Kendari, BuletinNews.com – Pemerintah Provinsi Sulawesi Tenggara (Sultra) mengubah skema keringanan pajak kendaraan bermotor pada 2026. Tahun ini, Pemprov Sultra tidak lagi menerapkan program pemutihan pajak seperti pada tahun-tahun sebelumnya.
Sebagai gantinya, pemerintah memberikan insentif berupa pengurangan tarif pajak sebesar 5 persen bagi kendaraan yang memenuhi kriteria tertentu. Keringanan tersebut diberikan selama lima tahun dengan mempertimbangkan nilai ekonomis kendaraan yang telah berumur.

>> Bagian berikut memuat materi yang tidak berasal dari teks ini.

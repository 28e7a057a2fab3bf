// Copyright (c) Microsoft Corporation.
// Licensed under the MIT License.

//! Maps MQTT topic filters onto stream topics.
//!
//! The default table extends the original bridge's Sparkplug-birth/data/death and
//! LwM2M-registration/update pairs to cover every TELEMETRY message type and MGMT verb, since a
//! durable audit log that silently drops node-scoped telemetry or bulk/dereg/event traffic would
//! defeat the point of a durable-stream bridge.

use sparkmesh_protocol::topic;

/// An ordered list of `(mqtt topic filter, stream topic)` pairs. The first matching filter wins.
#[derive(Debug, Clone)]
pub struct TopicMap {
    entries: Vec<(String, String)>,
}

impl TopicMap {
    /// Build an empty map; every topic falls through [`TopicMap::resolve`] as unmapped.
    #[must_use]
    pub fn empty() -> Self {
        Self { entries: Vec::new() }
    }

    /// Append a mapping. Earlier entries take priority over later ones with the same match.
    #[must_use]
    pub fn with_mapping(mut self, filter: impl Into<String>, stream_topic: impl Into<String>) -> Self {
        self.entries.push((filter.into(), stream_topic.into()));
        self
    }

    /// Resolve `mqtt_topic` to its stream topic, if any configured filter matches.
    #[must_use]
    pub fn resolve(&self, mqtt_topic: &str) -> Option<&str> {
        self.entries
            .iter()
            .find(|(filter, _)| topic::matches(filter, mqtt_topic).unwrap_or(false))
            .map(|(_, stream_topic)| stream_topic.as_str())
    }
}

impl Default for TopicMap {
    fn default() -> Self {
        Self::empty()
            .with_mapping("spBv1.0/+/NBIRTH/+", "iot.telemetry.sparkmesh.node_birth")
            .with_mapping("spBv1.0/+/NDATA/+", "iot.telemetry.sparkmesh.node_data")
            .with_mapping("spBv1.0/+/NDEATH/+", "iot.telemetry.sparkmesh.node_death")
            .with_mapping("spBv1.0/+/DBIRTH/+/+", "iot.telemetry.sparkmesh.birth")
            .with_mapping("spBv1.0/+/DDATA/+/+", "iot.telemetry.sparkmesh.data")
            .with_mapping("spBv1.0/+/DDEATH/+/+", "iot.telemetry.sparkmesh.death")
            .with_mapping("lwm2m/+/reg", "iot.telemetry.lwm2m.registration")
            .with_mapping("lwm2m/+/update", "iot.telemetry.lwm2m.update")
            .with_mapping("lwm2m/+/bulk", "iot.telemetry.lwm2m.bulk")
            .with_mapping("lwm2m/+/dereg", "iot.telemetry.lwm2m.deregistration")
            .with_mapping("lwm2m/+/event", "iot.telemetry.lwm2m.event")
    }
}

#[cfg(test)]
mod tests {
    use super::*;
    use test_case::test_case;

    #[test_case("spBv1.0/IIoT/DDATA/edge-1/dev-A", Some("iot.telemetry.sparkmesh.data"); "device data")]
    #[test_case("spBv1.0/IIoT/NBIRTH/edge-1", Some("iot.telemetry.sparkmesh.node_birth"); "node birth")]
    #[test_case("lwm2m/dev-B/reg", Some("iot.telemetry.lwm2m.registration"); "registration")]
    #[test_case("lwm2m/dev-B/cmd/read", None; "commands are not bridged")]
    #[test_case("unrelated/topic/shape", None; "unrecognized topic")]
    fn resolves_default_mappings(mqtt_topic: &str, expected: Option<&str>) {
        assert_eq!(TopicMap::default().resolve(mqtt_topic), expected);
    }

    #[test]
    fn first_matching_entry_wins() {
        let map = TopicMap::empty()
            .with_mapping("a/+", "first")
            .with_mapping("a/b", "second");
        assert_eq!(map.resolve("a/b"), Some("first"));
    }
}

Kepala Badan Pendapatan Daerah (Bapenda) Sultra, La Ode Mahbub, mengatakan perubahan kebijakan tersebut dilakukan setelah pemerintah melakukan evaluasi terhadap pelaksanaan program pemutihan pajak pada tahun-tahun sebelumnya.
Menurut Mahbub, program pemutihan belum cukup efektif dalam meningkatkan kepatuhan wajib pajak. Sebagian masyarakat kembali tidak membayar pajak setelah masa relaksasi berakhir.
“Pemutihan pajak kendaraan untuk tahun ini sudah tidak ada lagi. Melihat histori dari tahun-tahun sebelumnya, relaksasi pajak itu tidak efisien,” kata Mahbub, Senin (24/8/2026).
Ia menjelaskan, kebijakan baru tersebut memberikan keuntungan bagi wajib pajak melalui pengurangan tarif pajak kendaraan, khususnya kendaraan yang telah berumur dan dinilai memiliki nilai ekonomis yang berbeda dibanding kendaraan baru.
“Kebijakan gubernur memberikan insentif kepada masyarakat atau wajib pajak, yaitu pengurangan tarif pajak. Dengan mempertimbangkan nilai ekonomis kendaraan yang sudah berumur, diberikan pengurangan tarif pajak 5 persen selama 5 tahun,” ujarnya.
Dengan skema tersebut, masyarakat tidak lagi mengandalkan program pemutihan untuk mendapatkan keringanan pembayaran pajak kendaraan. Pemprov Sultra berharap kebijakan ini dapat mendorong kepatuhan wajib pajak secara lebih konsisten.
Bapenda Sultra juga mengimbau masyarakat untuk memanfaatkan keringanan yang telah diberikan pemerintah dan tidak menunda pembayaran pajak kendaraan bermotor.
Perubahan kebijakan tersebut sekaligus menjadi upaya pemerintah daerah untuk membangun pola pembayaran pajak yang lebih teratur. Masyarakat diharapkan tetap memenuhi kewajiban perpajakan tanpa menunggu adanya program penghapusan atau pemutihan pajak.
Pemprov Sultra berharap kebijakan keringanan tarif tersebut dapat memberikan ruang bagi masyarakat, khususnya pemilik kendaraan yang telah berumur, sekaligus menjaga kepatuhan pembayaran pajak kendaraan di daerah.